Wire Train’s new album – Melody Maker, Nov 1990

‘California Republic’, ‘Wire Train’, ‘Untitled’, or whatever you want to call it, should do for Wire Train’s UK profile what ‘Here Come The Snakes’ did for Green On Red’s. Like ‘Snakes’, much of it is lashed tight to a stiff R&B backbone, and again, like ‘Snakes’, it effectively jettisons a somewhat over-precious past in favour of a more boisterous future.
Failing to give it a title (the words “California Republic” are just visible on the cover) is also a neat way of making it appear to be a debut LP, which, of sorts, it is. ‘Wire Train’ effectively disposes of their history—the U2 and Waterboys comparisons and the entangled CBS wrangles that have kept them quiet for nigh on three years.

This new Wire Train are rootsier, blacker, shaking off the uptight white boy technicality of their last LP, ‘Ten Women’ and, for the first time, not being afraid to actually mine a groove as they do to such earth-moving effect on songs like Moonlight Dream and Precious Time. It’s also folkier, stained with a similar forthright earthy passion first hinted at with Compassion from ‘Ten Women’.

Dakota is the centrepiece, though — a cavernous swirling haze of dread, desperation and unholy promise, driven along by some kind of weird voodoo-style percussion that evokes the Stones’ Gimme Shelter with latent intensity.

It’s not as easily identifiable as previous Wire Train albums, doesn’t labour under the same constraints as the quasi-concept album ‘Ten Women’ necessarily did. Indeed, ‘Wire Train’ has a Dylan-esque ‘Basement Tapes’ ambience about it, a sometimes drunken sometimes sleazy, varied mix of Hammond organ, West Coast harmonies and bottleneck guitar.

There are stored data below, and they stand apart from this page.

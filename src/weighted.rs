//! Weighted directed graph and single-source shortest paths.
//!
//! [`WeightedGraph::shortest_paths`] reproduces a FIFO-queue relaxation
//! that visits every node exactly once. It is *not* Dijkstra's algorithm:
//! when a cheaper path to a node is discovered after the node has already
//! been dequeued, its successors are not relaxed again, so the reported
//! distances are not guaranteed to be minimal on arbitrary weighted
//! graphs. Callers that need true shortest distances should use
//! [`WeightedGraph::dijkstra`] instead.
//!
//! # Examples
//!
//! ```
//! use seqgraph::WeightedGraph;
//!
//! let mut graph = WeightedGraph::new();
//! graph.add_weight("a", "b", 2).unwrap();
//! graph.add_weight("b", "c", 3).unwrap();
//!
//! let paths = graph.shortest_paths("a").unwrap();
//! assert_eq!(paths.dist("c"), Some(5));
//! assert_eq!(paths.dist("unconnected"), None);
//! ```

use std::{
    cmp::Reverse,
    collections::{hash_map::Entry, BinaryHeap, VecDeque},
    ops::Index,
};

use fixedbitset::FixedBitSet;
use rustc_hash::FxHashMap;

use crate::{error::Error, graph::DiGraph, label::IntoLabel};

/// Directed graph with non-negative integer edge weights.
///
/// Composes a [`DiGraph`] with a weight map keyed by edge. Edges created
/// without an explicit weight default to 0; the weight map is completed by
/// [`rebuild_defaults`](WeightedGraph::rebuild_defaults), which runs
/// automatically before every shortest-path computation.
#[derive(Debug, Clone, Default)]
pub struct WeightedGraph {
    graph: DiGraph,
    weights: FxHashMap<(String, String), u64>,
}

impl WeightedGraph {
    /// Creates an empty weighted graph.
    pub fn new() -> Self {
        Self::default()
    }

    /// Wraps an existing graph, assigning the default weight 0 to all of
    /// its edges.
    pub fn from_graph(graph: DiGraph) -> Self {
        let mut weighted = Self {
            graph,
            weights: FxHashMap::default(),
        };
        weighted.rebuild_defaults();
        weighted
    }

    /// The underlying directed graph.
    pub fn graph(&self) -> &DiGraph {
        &self.graph
    }

    pub fn add_node(&mut self, label: impl IntoLabel) {
        self.graph.add_node(label);
    }

    /// Adds an unweighted edge; it gets weight 0 on the next
    /// [`rebuild_defaults`](WeightedGraph::rebuild_defaults).
    pub fn add_edge(&mut self, from: impl IntoLabel, to: impl IntoLabel) {
        self.graph.add_edge(from, to);
    }

    pub fn add_edges<S>(&mut self, specs: impl IntoIterator<Item = S>) -> Result<(), Error>
    where
        S: AsRef<str>,
    {
        self.graph.add_edges(specs)
    }

    pub fn successors(&self, label: &str) -> Result<Vec<&str>, Error> {
        self.graph.successors(label)
    }

    /// Sets the weight of the edge `from -> to`, creating the edge and any
    /// missing endpoint. A previous weight is overwritten.
    ///
    /// Negative weights are rejected with [`Error::NegativeWeight`]; zero
    /// is accepted.
    pub fn add_weight(
        &mut self,
        from: impl IntoLabel,
        to: impl IntoLabel,
        weight: i64,
    ) -> Result<(), Error> {
        let from = from.into_label();
        let to = to.into_label();

        if weight < 0 {
            return Err(Error::NegativeWeight { from, to, weight });
        }

        self.graph.add_edge(from.clone(), to.clone());
        self.weights.insert((from, to), weight as u64);
        Ok(())
    }

    /// Weight of the edge `from -> to`, if it has an entry.
    pub fn weight(&self, from: &str, to: &str) -> Option<u64> {
        self.weights.get(&(from.to_owned(), to.to_owned())).copied()
    }

    /// Assigns the default weight 0 to every edge that does not have an
    /// explicit weight entry yet. Existing entries are left untouched.
    pub fn rebuild_defaults(&mut self) {
        let edges: Vec<(String, String)> = self
            .graph
            .edges()
            .map(|(from, to)| (from.to_owned(), to.to_owned()))
            .collect();

        for edge in edges {
            self.weights.entry(edge).or_insert(0);
        }
    }

    /// Single-source distances computed by a FIFO-queue relaxation.
    ///
    /// Nodes are dequeued in FIFO order and processed at most once; each
    /// outgoing edge to a not-yet-visited successor is relaxed at that
    /// moment. The distances are exact on graphs where no cheaper path to
    /// a node is found after the node was dequeued (e.g. hop-layered
    /// weights), but in general they are upper bounds. See the
    /// [module](self) documentation.
    pub fn shortest_paths(&mut self, start: &str) -> Result<ShortestPaths, Error> {
        self.rebuild_defaults();

        let graph = &self.graph;
        let start_id = graph.existing(start)?;

        let mut dist: FxHashMap<usize, u64> = FxHashMap::default();
        dist.insert(start_id, 0);

        let mut visited = FixedBitSet::with_capacity(graph.node_count());
        let mut queue = VecDeque::new();
        queue.push_back(start_id);

        while let Some(current) = queue.pop_front() {
            if visited.contains(current) {
                continue;
            }
            visited.insert(current);

            let current_dist = dist[&current];
            for &next in graph.succ_indices(current) {
                if visited.contains(next) {
                    continue;
                }
                queue.push_back(next);

                let next_dist = current_dist + self.edge_weight(current, next);
                match dist.entry(next) {
                    Entry::Occupied(mut entry) => {
                        if next_dist < *entry.get() {
                            *entry.get_mut() = next_dist;
                        }
                    }
                    Entry::Vacant(entry) => {
                        entry.insert(next_dist);
                    }
                }
            }
        }

        Ok(self.collect_paths(start, dist))
    }

    /// Single-source shortest distances computed by Dijkstra's algorithm
    /// with a binary heap.
    ///
    /// Unlike [`shortest_paths`](WeightedGraph::shortest_paths), the
    /// returned distances are guaranteed to be minimal. Weights are
    /// non-negative by construction, so the algorithm always applies.
    pub fn dijkstra(&mut self, start: &str) -> Result<ShortestPaths, Error> {
        self.rebuild_defaults();

        let graph = &self.graph;
        let start_id = graph.existing(start)?;

        let mut dist: FxHashMap<usize, u64> = FxHashMap::default();
        let mut visited = FixedBitSet::with_capacity(graph.node_count());
        let mut queue = BinaryHeap::new();

        dist.insert(start_id, 0);
        queue.push(Reverse((0u64, start_id)));

        while let Some(Reverse((current_dist, current))) = queue.pop() {
            // Stale entry left behind by a later relaxation.
            if visited.contains(current) {
                continue;
            }
            visited.insert(current);

            for &next in graph.succ_indices(current) {
                if visited.contains(next) {
                    continue;
                }

                let next_dist = current_dist + self.edge_weight(current, next);
                match dist.entry(next) {
                    Entry::Occupied(mut entry) => {
                        if next_dist < *entry.get() {
                            *entry.get_mut() = next_dist;
                            queue.push(Reverse((next_dist, next)));
                        }
                    }
                    Entry::Vacant(entry) => {
                        entry.insert(next_dist);
                        queue.push(Reverse((next_dist, next)));
                    }
                }
            }
        }

        Ok(self.collect_paths(start, dist))
    }

    fn edge_weight(&self, from: usize, to: usize) -> u64 {
        let key = (
            self.graph.label_of(from).to_owned(),
            self.graph.label_of(to).to_owned(),
        );
        // `rebuild_defaults` ran before any search, so missing entries can
        // only mean the default weight.
        self.weights.get(&key).copied().unwrap_or(0)
    }

    fn collect_paths(&self, source: &str, dist: FxHashMap<usize, u64>) -> ShortestPaths {
        let dist = dist
            .into_iter()
            .map(|(id, d)| (self.graph.label_of(id).to_owned(), d))
            .collect();

        ShortestPaths {
            source: source.to_owned(),
            dist,
        }
    }
}

/// Distances from a single source node.
///
/// Returned by [`WeightedGraph::shortest_paths`] and
/// [`WeightedGraph::dijkstra`]. Nodes that are not reachable from the
/// source have no entry.
#[derive(Debug, Clone, PartialEq, Eq)]
pub struct ShortestPaths {
    source: String,
    dist: FxHashMap<String, u64>,
}

impl ShortestPaths {
    /// Source node where the search started.
    pub fn source(&self) -> &str {
        &self.source
    }

    /// Distance from the source to `node`, or `None` if it is unreachable.
    pub fn dist(&self, node: &str) -> Option<u64> {
        self.dist.get(node).copied()
    }

    /// Iterates over all `(node, distance)` entries, in no particular
    /// order.
    pub fn iter(&self) -> impl Iterator<Item = (&str, u64)> {
        self.dist.iter().map(|(node, &dist)| (node.as_str(), dist))
    }

    /// Number of nodes with a known distance.
    pub fn len(&self) -> usize {
        self.dist.len()
    }

    pub fn is_empty(&self) -> bool {
        self.dist.is_empty()
    }
}

impl Index<&str> for ShortestPaths {
    type Output = u64;

    fn index(&self, node: &str) -> &u64 {
        &self.dist[node]
    }
}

Kevin Hunter’s once inextricable lyrics and penchant for word play are for the most part, replaced by an uncluttered, stream of consciousness. Personal and apocolyptic images and phrases swim surreally through the decayed landscape of Nineties America on All Night Living where “Cecil B tears down the walls of temple and Judas rides side saddle”; while the slow simmering brutal disgust of Tin Jesus – a frenzied attack on Mid-West preachers – is lit with incendiary bursts of controlled guitar fire.

Wire Train have learnt that atmosphere isn’t a button on the mixing desk, it’s an attitude, and this LP has it in serious supply. A bit of a classic.